Segment Start: GIVEN ENTRIES

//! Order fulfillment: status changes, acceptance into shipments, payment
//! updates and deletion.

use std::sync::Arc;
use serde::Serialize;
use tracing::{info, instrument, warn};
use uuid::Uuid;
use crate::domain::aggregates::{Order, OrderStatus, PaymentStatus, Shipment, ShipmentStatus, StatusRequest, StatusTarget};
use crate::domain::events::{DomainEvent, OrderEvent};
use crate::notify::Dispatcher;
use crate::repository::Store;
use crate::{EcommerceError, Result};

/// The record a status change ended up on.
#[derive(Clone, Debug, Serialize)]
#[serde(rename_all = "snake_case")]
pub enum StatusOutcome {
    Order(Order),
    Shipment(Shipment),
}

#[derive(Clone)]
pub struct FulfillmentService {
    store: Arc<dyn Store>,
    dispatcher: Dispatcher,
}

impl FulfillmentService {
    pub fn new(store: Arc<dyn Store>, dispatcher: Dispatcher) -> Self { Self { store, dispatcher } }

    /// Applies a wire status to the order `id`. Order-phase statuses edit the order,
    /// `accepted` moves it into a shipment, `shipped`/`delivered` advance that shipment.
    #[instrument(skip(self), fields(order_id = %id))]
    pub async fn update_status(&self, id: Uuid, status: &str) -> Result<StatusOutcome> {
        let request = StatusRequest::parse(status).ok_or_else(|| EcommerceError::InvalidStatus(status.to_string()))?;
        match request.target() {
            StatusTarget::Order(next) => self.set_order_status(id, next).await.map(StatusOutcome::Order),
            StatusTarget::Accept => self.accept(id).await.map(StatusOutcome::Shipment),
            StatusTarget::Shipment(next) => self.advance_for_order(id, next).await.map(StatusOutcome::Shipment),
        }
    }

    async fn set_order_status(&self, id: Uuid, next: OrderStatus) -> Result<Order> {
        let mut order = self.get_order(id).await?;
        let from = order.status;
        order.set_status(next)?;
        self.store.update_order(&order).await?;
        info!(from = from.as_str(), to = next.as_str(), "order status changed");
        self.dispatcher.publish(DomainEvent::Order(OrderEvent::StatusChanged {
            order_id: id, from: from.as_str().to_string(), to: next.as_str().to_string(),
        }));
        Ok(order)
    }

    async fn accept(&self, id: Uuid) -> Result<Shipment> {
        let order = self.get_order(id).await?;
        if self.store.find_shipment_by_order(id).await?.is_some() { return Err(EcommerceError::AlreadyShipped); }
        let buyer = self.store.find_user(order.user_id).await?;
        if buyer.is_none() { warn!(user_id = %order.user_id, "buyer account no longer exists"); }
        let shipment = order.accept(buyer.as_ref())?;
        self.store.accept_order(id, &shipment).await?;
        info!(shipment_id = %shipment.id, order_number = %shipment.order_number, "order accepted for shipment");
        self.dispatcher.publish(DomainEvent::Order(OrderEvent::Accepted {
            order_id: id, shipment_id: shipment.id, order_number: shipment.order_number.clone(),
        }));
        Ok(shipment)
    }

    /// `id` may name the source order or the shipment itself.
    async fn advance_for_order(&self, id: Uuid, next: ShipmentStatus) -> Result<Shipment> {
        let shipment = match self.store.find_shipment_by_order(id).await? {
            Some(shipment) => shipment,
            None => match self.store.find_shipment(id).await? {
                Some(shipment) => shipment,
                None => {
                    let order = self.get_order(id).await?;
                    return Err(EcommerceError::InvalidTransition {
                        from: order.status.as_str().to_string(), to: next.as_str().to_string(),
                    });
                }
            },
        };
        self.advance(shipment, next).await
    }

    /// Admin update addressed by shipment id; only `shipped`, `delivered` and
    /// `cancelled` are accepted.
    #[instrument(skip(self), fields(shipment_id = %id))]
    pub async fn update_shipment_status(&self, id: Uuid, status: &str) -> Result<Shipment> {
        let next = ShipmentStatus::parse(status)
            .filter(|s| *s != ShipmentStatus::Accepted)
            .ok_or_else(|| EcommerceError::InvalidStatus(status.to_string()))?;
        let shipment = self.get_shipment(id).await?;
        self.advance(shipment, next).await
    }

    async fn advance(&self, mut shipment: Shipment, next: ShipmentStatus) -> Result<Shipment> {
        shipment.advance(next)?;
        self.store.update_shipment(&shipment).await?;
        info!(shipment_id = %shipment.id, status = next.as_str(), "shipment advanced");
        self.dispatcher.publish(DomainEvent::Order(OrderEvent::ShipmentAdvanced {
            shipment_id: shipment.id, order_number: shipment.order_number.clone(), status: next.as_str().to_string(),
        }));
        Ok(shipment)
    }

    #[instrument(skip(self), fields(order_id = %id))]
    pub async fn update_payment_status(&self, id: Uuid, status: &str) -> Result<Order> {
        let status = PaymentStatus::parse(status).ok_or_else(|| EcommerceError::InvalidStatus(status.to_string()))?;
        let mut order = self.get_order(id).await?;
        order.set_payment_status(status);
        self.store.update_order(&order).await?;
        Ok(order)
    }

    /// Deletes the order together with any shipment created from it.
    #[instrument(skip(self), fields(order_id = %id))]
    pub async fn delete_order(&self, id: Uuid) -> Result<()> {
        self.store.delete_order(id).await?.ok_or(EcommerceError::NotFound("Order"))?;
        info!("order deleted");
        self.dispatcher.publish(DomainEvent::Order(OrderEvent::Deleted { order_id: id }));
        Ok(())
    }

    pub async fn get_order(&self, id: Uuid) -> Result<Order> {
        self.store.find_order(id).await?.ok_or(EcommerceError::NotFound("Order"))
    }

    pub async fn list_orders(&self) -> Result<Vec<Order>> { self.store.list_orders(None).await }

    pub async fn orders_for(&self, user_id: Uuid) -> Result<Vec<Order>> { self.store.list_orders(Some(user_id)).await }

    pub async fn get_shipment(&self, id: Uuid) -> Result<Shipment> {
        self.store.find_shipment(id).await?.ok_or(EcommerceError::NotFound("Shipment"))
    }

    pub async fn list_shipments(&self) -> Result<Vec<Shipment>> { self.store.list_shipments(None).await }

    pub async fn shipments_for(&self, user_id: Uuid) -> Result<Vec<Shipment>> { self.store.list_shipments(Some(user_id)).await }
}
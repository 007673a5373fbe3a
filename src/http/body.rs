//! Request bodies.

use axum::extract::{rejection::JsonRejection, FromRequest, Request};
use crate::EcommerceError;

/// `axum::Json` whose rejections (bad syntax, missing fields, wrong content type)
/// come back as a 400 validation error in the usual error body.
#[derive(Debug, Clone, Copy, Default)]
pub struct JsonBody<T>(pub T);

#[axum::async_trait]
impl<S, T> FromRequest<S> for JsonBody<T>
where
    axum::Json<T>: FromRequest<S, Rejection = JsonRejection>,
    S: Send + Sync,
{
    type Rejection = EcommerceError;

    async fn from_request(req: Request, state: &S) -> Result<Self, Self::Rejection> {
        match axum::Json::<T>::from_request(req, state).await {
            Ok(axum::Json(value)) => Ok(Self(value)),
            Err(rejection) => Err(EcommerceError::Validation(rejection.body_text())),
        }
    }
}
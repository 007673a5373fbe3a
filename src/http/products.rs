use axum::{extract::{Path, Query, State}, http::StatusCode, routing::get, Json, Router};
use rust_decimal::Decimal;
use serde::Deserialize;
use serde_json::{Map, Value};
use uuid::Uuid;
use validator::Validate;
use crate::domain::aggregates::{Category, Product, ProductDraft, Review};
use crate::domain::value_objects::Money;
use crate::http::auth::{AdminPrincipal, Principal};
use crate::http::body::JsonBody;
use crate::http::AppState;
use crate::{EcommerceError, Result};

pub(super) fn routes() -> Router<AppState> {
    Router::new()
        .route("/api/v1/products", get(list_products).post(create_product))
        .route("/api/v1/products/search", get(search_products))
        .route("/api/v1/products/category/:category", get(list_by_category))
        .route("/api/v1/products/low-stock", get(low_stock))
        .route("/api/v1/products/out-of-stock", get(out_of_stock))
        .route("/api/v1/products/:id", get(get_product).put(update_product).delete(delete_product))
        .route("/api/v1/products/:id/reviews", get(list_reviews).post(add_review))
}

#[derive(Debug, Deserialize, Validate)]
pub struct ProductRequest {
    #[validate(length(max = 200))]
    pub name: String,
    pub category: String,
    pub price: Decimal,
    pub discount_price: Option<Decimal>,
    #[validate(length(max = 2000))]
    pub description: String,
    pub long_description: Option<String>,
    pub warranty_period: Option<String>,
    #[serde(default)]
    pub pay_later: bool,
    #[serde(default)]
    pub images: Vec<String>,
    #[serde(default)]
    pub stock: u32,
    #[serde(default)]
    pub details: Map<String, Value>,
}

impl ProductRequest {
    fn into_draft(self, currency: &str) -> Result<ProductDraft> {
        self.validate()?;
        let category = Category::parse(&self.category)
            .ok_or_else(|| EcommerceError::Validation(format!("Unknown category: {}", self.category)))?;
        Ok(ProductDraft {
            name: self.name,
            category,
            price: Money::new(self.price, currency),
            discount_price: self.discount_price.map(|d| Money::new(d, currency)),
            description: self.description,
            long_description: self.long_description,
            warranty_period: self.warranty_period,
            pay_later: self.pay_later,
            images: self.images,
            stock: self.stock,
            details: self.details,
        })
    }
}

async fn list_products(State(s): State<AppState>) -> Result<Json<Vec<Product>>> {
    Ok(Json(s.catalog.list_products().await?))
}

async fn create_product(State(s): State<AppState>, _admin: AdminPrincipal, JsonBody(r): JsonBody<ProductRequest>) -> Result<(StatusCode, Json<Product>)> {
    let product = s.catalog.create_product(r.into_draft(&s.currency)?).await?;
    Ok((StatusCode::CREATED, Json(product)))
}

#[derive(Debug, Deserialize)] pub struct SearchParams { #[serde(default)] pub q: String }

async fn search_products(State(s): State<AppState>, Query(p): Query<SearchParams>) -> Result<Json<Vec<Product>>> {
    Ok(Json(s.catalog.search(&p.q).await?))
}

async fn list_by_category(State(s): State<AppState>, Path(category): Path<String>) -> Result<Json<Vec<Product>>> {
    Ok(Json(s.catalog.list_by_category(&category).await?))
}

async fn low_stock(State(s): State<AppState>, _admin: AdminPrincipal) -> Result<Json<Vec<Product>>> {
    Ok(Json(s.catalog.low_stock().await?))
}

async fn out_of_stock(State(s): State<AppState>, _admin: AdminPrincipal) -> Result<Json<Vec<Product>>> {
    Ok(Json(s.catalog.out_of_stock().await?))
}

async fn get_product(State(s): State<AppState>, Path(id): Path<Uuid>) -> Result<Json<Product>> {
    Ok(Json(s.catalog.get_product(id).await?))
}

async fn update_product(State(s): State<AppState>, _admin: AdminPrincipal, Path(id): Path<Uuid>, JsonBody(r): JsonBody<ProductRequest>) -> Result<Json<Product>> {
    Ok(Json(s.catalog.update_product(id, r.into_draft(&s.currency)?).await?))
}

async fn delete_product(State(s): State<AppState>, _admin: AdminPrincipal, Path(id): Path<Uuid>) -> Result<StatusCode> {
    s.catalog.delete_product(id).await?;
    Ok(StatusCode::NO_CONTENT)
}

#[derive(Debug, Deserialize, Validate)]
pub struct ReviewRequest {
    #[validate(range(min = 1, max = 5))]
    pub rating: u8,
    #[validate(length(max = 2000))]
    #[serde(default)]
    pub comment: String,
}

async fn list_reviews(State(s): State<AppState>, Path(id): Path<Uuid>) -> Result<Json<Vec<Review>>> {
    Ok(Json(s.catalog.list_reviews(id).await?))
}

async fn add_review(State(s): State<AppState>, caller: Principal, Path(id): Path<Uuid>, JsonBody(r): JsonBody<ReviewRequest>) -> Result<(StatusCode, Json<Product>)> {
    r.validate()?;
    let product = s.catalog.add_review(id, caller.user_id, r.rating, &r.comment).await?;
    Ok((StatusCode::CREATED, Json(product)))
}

Segment End: GIVEN ENTRIES

TASK TO COMPLETE. Copy out each line from the listing that contains the string "rating".

EXPECTED ANSWER.
    pub rating: u8,
    let product = s.catalog.add_review(id, caller.user_id, r.rating, &r.comment).await?;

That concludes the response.